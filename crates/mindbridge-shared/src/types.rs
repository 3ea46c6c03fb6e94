use chrono::{DateTime, NaiveDate, Utc};
use serde::{Deserialize, Serialize};

use crate::error::ValidationError;

/// Who authored a chat turn.
#[derive(Debug, Clone, Copy, Serialize, Deserialize, PartialEq, Eq, Hash)]
#[serde(rename_all = "lowercase")]
pub enum Sender {
    User,
    #[serde(alias = "ai")]
    Assistant,
}

/// One turn of chat history.
#[derive(Debug, Clone, Serialize, Deserialize, PartialEq, Eq)]
pub struct MessageRecord {
    pub sender: Sender,
    #[serde(alias = "message")]
    pub text: String,
    pub timestamp: DateTime<Utc>,
    /// Set on assistant turns that answered a crisis-flagged exchange.
    #[serde(default, skip_serializing_if = "is_false")]
    pub crisis: bool,
}

impl MessageRecord {
    pub fn new(sender: Sender, text: impl Into<String>) -> Self {
        Self {
            sender,
            text: text.into(),
            timestamp: Utc::now(),
            crisis: false,
        }
    }

    pub fn user(text: impl Into<String>) -> Self {
        Self::new(Sender::User, text)
    }

    pub fn assistant(text: impl Into<String>) -> Self {
        Self::new(Sender::Assistant, text)
    }

    pub fn with_crisis(mut self, crisis: bool) -> Self {
        self.crisis = crisis;
        self
    }

    pub fn is_assistant(&self) -> bool {
        self.sender == Sender::Assistant
    }
}

fn is_false(b: &bool) -> bool {
    !*b
}

/// Self-reported mood on a 1 (very low) to 5 (very good) scale.
#[derive(Debug, Clone, Copy, Serialize, Deserialize, PartialEq, Eq, PartialOrd, Ord, Hash)]
#[serde(try_from = "i64", into = "u8")]
pub struct MoodValue(u8);

impl MoodValue {
    pub const MIN: u8 = 1;
    pub const MAX: u8 = 5;

    pub fn new(value: u8) -> Result<Self, ValidationError> {
        Self::try_from(value as i64)
    }

    pub fn get(self) -> u8 {
        self.0
    }

    /// Parse the form-field representation ("1".."5").
    pub fn parse(s: &str) -> Result<Self, ValidationError> {
        let n: i64 = s
            .trim()
            .parse()
            .map_err(|_| ValidationError::MoodNotANumber(s.to_string()))?;
        Self::try_from(n)
    }
}

impl TryFrom<i64> for MoodValue {
    type Error = ValidationError;

    fn try_from(value: i64) -> Result<Self, Self::Error> {
        if (Self::MIN as i64..=Self::MAX as i64).contains(&value) {
            Ok(Self(value as u8))
        } else {
            Err(ValidationError::MoodOutOfRange(value))
        }
    }
}

impl From<MoodValue> for u8 {
    fn from(m: MoodValue) -> Self {
        m.0
    }
}

impl std::fmt::Display for MoodValue {
    fn fmt(&self, f: &mut std::fmt::Formatter<'_>) -> std::fmt::Result {
        write!(f, "{}", self.0)
    }
}

/// A single mood selection from the check-in form.
#[derive(Debug, Clone, Serialize, Deserialize, PartialEq, Eq)]
pub struct MoodEntry {
    pub mood: MoodValue,
    pub date: NaiveDate,
    pub timestamp: DateTime<Utc>,
}

impl MoodEntry {
    pub fn now(mood: MoodValue) -> Self {
        let timestamp = Utc::now();
        Self {
            mood,
            date: timestamp.date_naive(),
            timestamp,
        }
    }
}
-------
▸ Action item:
Copy every line of the data above, beginning with the first and ending with the line that contains "PartialEq, Eq, Hash)]", and give nothing more.

▸ Exercise result:
filename crates/mindbridge-shared/src/types.rs
repository 3ea46c6c03fb6e94
use chrono::{DateTime, NaiveDate, Utc};
use serde::{Deserialize, Serialize};

use crate::error::ValidationError;

/// Who authored a chat turn.
#[derive(Debug, Clone, Copy, Serialize, Deserialize, PartialEq, Eq, Hash)]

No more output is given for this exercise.